Lillian Hartwell Lockheart
Romance Bestselling Author
They call me Lilly, though on the covers of my books, you’ll find the full name: Lillian Hartwell Lockheart. It’s a mouthful, I know, but somehow it feels like a promise, a whisper of the stories I carry within me.
I was born in Miami, in the kind of neighborhood where music floated on the breeze and people argued and laughed in a swirl of languages. My childhood smelled like sea salt, mangoes, and café con leche. The city wasn’t just my home, it was my first love story.
Even as a little girl, I was always watching. Not in a creepy way, but with the wide, quiet eyes of someone who felt everything. I kept notebooks under my bed, cheap, spiral-bound things with glittery covers, filled with the things I saw, the woman at the bus stop with tears on her cheeks and lipstick too perfect to match her sadness. The old man who brought a wilted rose to the same park bench every Sunday. The kids who kissed behind the library when they thought no one was watching.
I wrote it all down. Their joy. Their longing. Their heartbreak. Sometimes I gave their stories happier endings. Sometimes I let them stay raw.

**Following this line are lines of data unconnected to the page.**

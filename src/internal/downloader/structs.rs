pub mod cancel_handle;
pub mod download_config;
pub mod download_error;
pub mod download_request;
pub mod download_result;
pub mod segmented_downloader;

// 重导出公共类型
pub use cancel_handle::CancelHandle;
pub use download_config::{ArtifactStorage, DownloadConfig};
pub use download_error::{DownloadError, FetchError, MergeError};
pub use download_request::DownloadRequest;
pub use download_result::DownloadResult;
pub use segmented_downloader::{
    FetchSegmentParams, SegmentedDownloader, download_whole_file, fetch_segment,
    merge_segments,
};
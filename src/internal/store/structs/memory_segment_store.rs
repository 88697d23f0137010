use std::collections::HashMap;
use std::sync::{Arc, Mutex};

use bytes::Bytes;

/// 内存分段存储：产物是按下标存放的字节缓冲，完全不碰文件系统。
///
/// 适合小文件或测试；大文件会占用与文件大小相当的内存。
#[derive(Debug, Clone, Default)]
pub struct MemorySegmentStore {
    pub(crate) artifacts: Arc<Mutex<HashMap<usize, Bytes>>>,
}

impl MemorySegmentStore {
    pub fn new() -> Self {
        Self::default()
    }

    /// 当前仍保留的产物数量。
    pub fn len(&self) -> usize {
        self.artifacts.lock().map(|m| m.len()).unwrap_or(0)
    }

    pub fn is_empty(&self) -> bool {
        self.len() == 0
    }
}
use std::time::Duration;

use reqwest::Client;
use reqwest::header::{ACCEPT_ENCODING, HeaderMap, HeaderValue};

/// 默认 User-Agent
pub const USER_AGENT: &str =
    concat!(env!("CARGO_PKG_NAME"), "/", env!("CARGO_PKG_VERSION"));

/// 创建下载用的 http 客户端。
///
/// 显式声明 `Accept-Encoding: identity`：分段按原始字节偏移切分，
/// 不能让服务器对 Range 响应做压缩。
pub(crate) fn build_http_client(
    connect_timeout: Duration,
) -> Result<Client, reqwest::Error> {
    let mut headers = HeaderMap::new();
    headers.insert(ACCEPT_ENCODING, HeaderValue::from_static("identity"));

    Client::builder()
        .default_headers(headers)
        .user_agent(USER_AGENT)
        .connect_timeout(connect_timeout)
        .build()
}
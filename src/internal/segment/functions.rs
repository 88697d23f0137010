pub mod plan_segments;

My parents—God, they loved me so fiercely. My mom said I had a poet’s soul, and my dad swore I came into this world already dreaming. They never told me to be quiet when I scribbled all night or when I asked questions that were too big for my age. They nurtured me like a seedling, never trying to force me into the shape they wanted, but letting me stretch toward the sun on my own.
As I grew older, love became more than something I observed, it became something I lived. My first kiss beneath a banyan tree in Coconut Grove. My first heartbreak, so sharp it left me breathless. And then, the slow, aching realization that love isn’t always soft, it can be wild, unkind, strange, or even fated. That realization made its way into my stories.
Eventually, Miami gave me roots strong enough to let me fly. I began to travel, not just as a tourist, but as a listener, a feeler, a collector of stories. In Marrakesh, I met a woman who wrote poetry in henna on her palms. In Kyoto, I watched lovers meet in silence, their hands brushing like wind through silk. In Dublin, I drank too much whiskey and cried with strangers who had heartbreaks that echoed my own.
Every place gave me a new color for my palette. Every person, a new chord in the symphony of emotion that is love.
And somewhere along the way, writing became more than my passion, it became my devotion. To love. To art. To connection.
Now, when I sit down to write, I don’t just tell stories. I unearth them, from the corners of the world, from the edges of memory, from the dusty journals I’ve carried since I was ten.
So yes, I’m Lillian Hartwell Lockheart. But to those who know me, I’m Lilly, the girl from Miami who once watched the world through a cracked notebook cover, and now writes stories that make people believe in love, in all its twisted, tender, fate-kissed forms.